Zweimal rettete der Staat. Das erste Mal mit Milliardengarantien, das zweite Mal mit dem Schleifen des Bankgeheimnisses.
Vor über einem Jahr servierte der UBS der Staat die Credit Suisse, ihren letzten Konkurrenten, auf dem Silbertablett zum Schnäppchenpreis von 3 Milliarden Franken. Das ergab einen Sondergewinn von 24 Milliarden in einem Quartal bei der UBS. Zudem wurden ihr Kredite in der nominalen Höhe von 17 Milliarden Dollar geschenkt, indem die per Federstrich auf null abgeschrieben wurden.
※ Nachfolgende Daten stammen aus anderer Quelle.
//! The sylva type system.
//!
//! Two families of types flow through the IR. *Value* types carry data:
//! bit-vectors of a fixed width, IEEE floats, pointers, arrays, structs, and
//! function signatures. *State* types carry ordering only: memory state, I/O
//! state, and control values (branch/loop predicates with a statically known
//! number of alternatives).
//!
//! Types have structural equality -- two types are the same type iff they are
//! built the same way. There is no registry or nominal identity layer;
//! `PartialEq`/`Eq`/`Hash` are derived and used directly.

use std::fmt;

use serde::{Deserialize, Serialize};

/// A type in the sylva IR. See the module docs for the value/state split.
#[derive(Debug, Clone, PartialEq, Eq, Hash, Serialize, Deserialize)]
pub enum Type {
    /// Bit-vector of the given width (e.g. `Bits { width: 32 }` for i32).
    Bits { width: u32 },

    /// IEEE float of a specific precision.
    Float { size: FloatSize },

    /// Pointer to a pointee type.
    Pointer { pointee: Box<Type> },

    /// Fixed-size array: `[T; N]`.
    Array { element: Box<Type>, length: u32 },

    /// Struct with a declared field layout.
    Struct { fields: Vec<Type>, packed: bool },

    /// Function signature.
    Function(FunctionType),

    /// Control value with `alternatives` possible outcomes. Produced by
    /// `Match`, consumed by branches and gamma/theta predicates.
    Control { alternatives: u32 },

    /// Memory ordering state.
    MemState,

    /// I/O ordering state.
    IoState,
}

/// Supported floating point precisions.
#[derive(Debug, Clone, Copy, PartialEq, Eq, Hash, Serialize, Deserialize)]
pub enum FloatSize {
    Half,
    Single,
    Double,
}

/// An ordered function signature: operand types and result types.
#[derive(Debug, Clone, PartialEq, Eq, Hash, Serialize, Deserialize)]
pub struct FunctionType {
    pub arguments: Vec<Type>,
    pub results: Vec<Type>,
}

impl FunctionType {
    pub fn new(arguments: Vec<Type>, results: Vec<Type>) -> Self {
        FunctionType { arguments, results }
    }

    pub fn narguments(&self) -> usize {
        self.arguments.len()
    }

    pub fn nresults(&self) -> usize {
        self.results.len()
    }
}

impl Type {
    /// Shorthand for a bit-vector type.
    pub fn bits(width: u32) -> Self {
        Type::Bits { width }
    }

    /// Shorthand for a pointer type.
    pub fn pointer(pointee: Type) -> Self {
        Type::Pointer {
            pointee: Box::new(pointee),
        }
    }

    /// Shorthand for a control type.
    pub fn control(alternatives: u32) -> Self {
        Type::Control { alternatives }
    }

    /// Returns `true` if this type carries data.
    pub fn is_value_type(&self) -> bool {
        matches!(
            self,
            Type::Bits { .. }
                | Type::Float { .. }
                | Type::Pointer { .. }
                | Type::Array { .. }
                | Type::Struct { .. }
                | Type::Function(_)
        )
    }

    /// Returns `true` if this type carries ordering only.
    ///
    /// State types are `MemState`, `IoState`, and `Control`.
    pub fn is_state_type(&self) -> bool {
        !self.is_value_type()
    }

    /// The pointee type, if this is a pointer.
    pub fn pointee(&self) -> Option<&Type> {
        match self {
            Type::Pointer { pointee } => Some(pointee),
            _ => None,
        }
    }
}

impl fmt::Display for Type {
    fn fmt(&self, f: &mut fmt::Formatter<'_>) -> fmt::Result {
        match self {
            Type::Bits { width } => write!(f, "bits{}", width),
            Type::Float { size } => match size {
                FloatSize::Half => write!(f, "f16"),
                FloatSize::Single => write!(f, "f32"),
                FloatSize::Double => write!(f, "f64"),
            },
            Type::Pointer { pointee } => write!(f, "ptr[{}]", pointee),
            Type::Array { element, length } => write!(f, "array[{}; {}]", element, length),
            Type::Struct { fields, packed } => {
                write!(f, "{}{{", if *packed { "packed" } else { "struct" })?;
                for (n, field) in fields.iter().enumerate() {
                    if n > 0 {
                        write!(f, ", ")?;
                    }
                    write!(f, "{}", field)?;
                }
                write!(f, "}}")
            }
            Type::Function(fct) => {
                write!(f, "fn(")?;
                for (n, arg) in fct.arguments.iter().enumerate() {
                    if n > 0 {
                        write!(f, ", ")?;
                    }
                    write!(f, "{}", arg)?;
                }
                write!(f, ") -> (")?;
                for (n, res) in fct.results.iter().enumerate() {
                    if n > 0 {
                        write!(f, ", ")?;
                    }
                    write!(f, "{}", res)?;
                }
                write!(f, ")")
            }
            Type::Control { alternatives } => write!(f, "ctl{}", alternatives),
            Type::MemState => write!(f, "mem"),
            Type::IoState => write!(f, "io"),
        }
    }
}

#[cfg(test)]
mod tests {
    use super::*;

    #[test]
    fn structural_equality() {
        assert_eq!(Type::bits(32), Type::bits(32));
        assert_ne!(Type::bits(32), Type::bits(64));
        assert_eq!(
            Type::pointer(Type::bits(8)),
            Type::Pointer {
                pointee: Box::new(Type::Bits { width: 8 })
            }
        );
        assert_ne!(Type::pointer(Type::bits(8)), Type::pointer(Type::bits(16)));
    }

    #[test]
    fn value_state_split() {
        assert!(Type::bits(1).is_value_type());
        assert!(Type::pointer(Type::bits(32)).is_value_type());
        assert!(Type::Function(FunctionType::new(vec![], vec![])).is_value_type());
        assert!(Type::MemState.is_state_type());
        assert!(Type::IoState.is_state_type());
        assert!(Type::control(2).is_state_type());
        assert!(!Type::MemState.is_value_type());
    }

    #[test]
    fn display() {
        assert_eq!(Type::bits(32).to_string(), "bits32");
        assert_eq!(Type::pointer(Type::bits(8)).to_string(), "ptr[bits8]");
        assert_eq!(Type::control(3).to_string(), "ctl3");
        let fct = Type::Function(FunctionType::new(
            vec![Type::bits(32)],
            vec![Type::bits(32), Type::MemState],
        ));
        assert_eq!(fct.to_string(), "fn(bits32) -> (bits32, mem)");
    }

    #[test]
    fn serde_roundtrip() {
        let ty = Type::Struct {
            fields: vec![Type::bits(8), Type::pointer(Type::Float { size: FloatSize::Double })],
            packed: true,
        };
        let json = serde_json::to_string(&ty).unwrap();
        let back: Type = serde_json::from_str(&json).unwrap();
        assert_eq!(ty, back);
    }
}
Was weltweit eine Klagewelle gegen den Schweizer Staat ausgelöst hat.
Und diese UBS, mit den beiden Führungsfiguren Ermotti und Kelleher, die vor Wichtigkeit und Aufgeblasenheit kaum geradeaus laufen können, motzt nun öffentlich dagegen, dass sie ihr Eigenkapital minimal erhöhen sollte.
Dafür müsste sie von jedem Wirtschaftsjournalisten, der auf drei zählen kann und etwas Ehre im Leib hat, täglich gemassregelt, beschimpft, kritisiert werden.
Nur: das liest man nicht täglich. Aus zwei Gründen. Die meisten Wirtschaftsjournalisten kapieren selbst solch einfache Zusammenhänge nicht. Und wer es kapiert, wird gerne von einem Vorgesetzten darauf hingewiesen, dass es jetzt nicht so eine gute Idee sei, die letzte international tätige Schweizer Bank zu beschimpfen, die das Medienhaus gerade für eine neue Investition in Asien oder Afrika brauche.
Man kann das Ganze auch als banalen Schwanzlängenvergleich interpretieren. Zum Wettkampf angetreten sind der Bundesrat, die Bankenaufsicht FINMA, die Schweizerische Nationalbank und die UBS. Wer gewinnt? Die Vergangenheit deutet auf einen klaren Sieger. Und nein, es ist keine staatliche Institution.